Prominent blockchain detective ZachXBT emerged as a vocal opponent of Circle’s approach. He maintained that Circle possessed the necessary capabilities to blacklist compromised wallets and immobilize funds but failed to deploy these measures promptly during the ongoing attack.
“Why should crypto businesses continue to build on Circle when a project with nine-figure TVL could not get support during a major incident?” he posted on X.
Circle’s Official Response
Circle vigorously defended its position against the mounting criticism. A company representative informed CoinDesk that as a regulated financial entity, Circle exclusively freezes digital assets when legally mandated, specifically through judicial orders or official law enforcement demands.
“We freeze assets when legally required, consistent with the rule of law and with strong protections for user rights and privacy,” the spokesperson said.
Salman Banei, who serves as general counsel for tokenized asset platform Plume, endorsed Circle’s stance. He emphasized that immobilizing funds absent formal legal authorization could subject issuers to substantial legal exposure. Banei advocated for legislative action to establish legal safe harbor provisions enabling issuers to respond more rapidly in unambiguous theft scenarios.
The incident hasn’t been universally categorized as straightforward within the cryptocurrency sector.
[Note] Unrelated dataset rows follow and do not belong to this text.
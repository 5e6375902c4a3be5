//! Raw-markup substring checks
//!
//! Several structural signals (JSON-LD, viewport, Open Graph, inline styles,
//! tag counts) are matched against the raw markup instead of the DOM. These
//! helpers keep those checks literal and case-sensitive unless stated.

/// Count non-overlapping occurrences of `needle` in `haystack`
pub fn count_occurrences(haystack: &str, needle: &str) -> usize {
    if needle.is_empty() {
        return 0;
    }
    haystack.matches(needle).count()
}

/// True when any of `needles` occurs in `haystack`
pub fn contains_any(haystack: &str, needles: &[&str]) -> bool {
    needles.iter().any(|n| haystack.contains(n))
}

/// ASCII case-insensitive substring search (no allocation)
pub fn contains_ignore_ascii_case(haystack: &str, needle: &str) -> bool {
    let needle = needle.as_bytes();
    if needle.is_empty() {
        return true;
    }
    haystack
        .as_bytes()
        .windows(needle.len())
        .any(|w| w.eq_ignore_ascii_case(needle))
}

#[cfg(test)]
mod tests {
    use super::*;

    #[test]
    fn counts_tag_prefixes() {
        let html = "<img src=a><img src=b><p>img</p><img>";
        assert_eq!(count_occurrences(html, "<img"), 3);
        assert_eq!(count_occurrences(html, "<script"), 0);
        assert_eq!(count_occurrences(html, ""), 0);
    }

    #[test]
    fn counts_are_non_overlapping() {
        assert_eq!(count_occurrences("aaaa", "aa"), 2);
    }

    #[test]
    fn any_matches_first_or_later() {
        assert!(contains_any("<section>", &["<article", "<section"]));
        assert!(!contains_any("<div>", &["<article", "<section"]));
    }

    #[test]
    fn ignore_case_matches_doctype_variants() {
        assert!(contains_ignore_ascii_case("<!DOCTYPE html>", "<!doctype html>"));
        assert!(contains_ignore_ascii_case("x<!DocType HTML>", "<!doctype html>"));
        assert!(!contains_ignore_ascii_case("<html>", "<!doctype html>"));
        assert!(!contains_ignore_ascii_case("", "<!doctype html>"));
    }
}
Ben Levit, who leads stablecoin evaluation firm Bluechip as CEO, characterized the Drift exploit as primarily involving market and oracle manipulation rather than a conventional security breach, positioning it within ambiguous legal territory.
“Any action by Circle becomes a judgment call, not just a compliance decision,” Levit said.
ZachXBT Alleges Systematic Failure to Act
ZachXBT escalated his accusations by presenting broader allegations that Circle has neglected to freeze or blacklist approximately $420 million in illegitimate USDC movements across 15 distinct incidents beginning in 2022.
Within these documented cases, he asserts Circle declined to freeze $9 million from the GMX exchange compromise in July 2025, and that addresses connected to the $200 million Cetus DEX security breach received blacklist designations only after funds had already been converted away from USDC.
He emphasized that the $420 million calculation encompasses only high-profile public incidents and suggested the actual figure is probably substantially greater.
Circle had previously investigated “reversible” USDC transaction functionality in September 2025, a mechanism potentially enabling fund rollbacks in theft situations. The organization has historically frozen USDC on select occasions, including assets associated with Tornado Cash addresses sanctioned by United States governmental authorities in 2022.
Cybersecurity specialists within the blockchain industry have attributed the Drift exploitation to hacking groups affiliated with the North Korean state.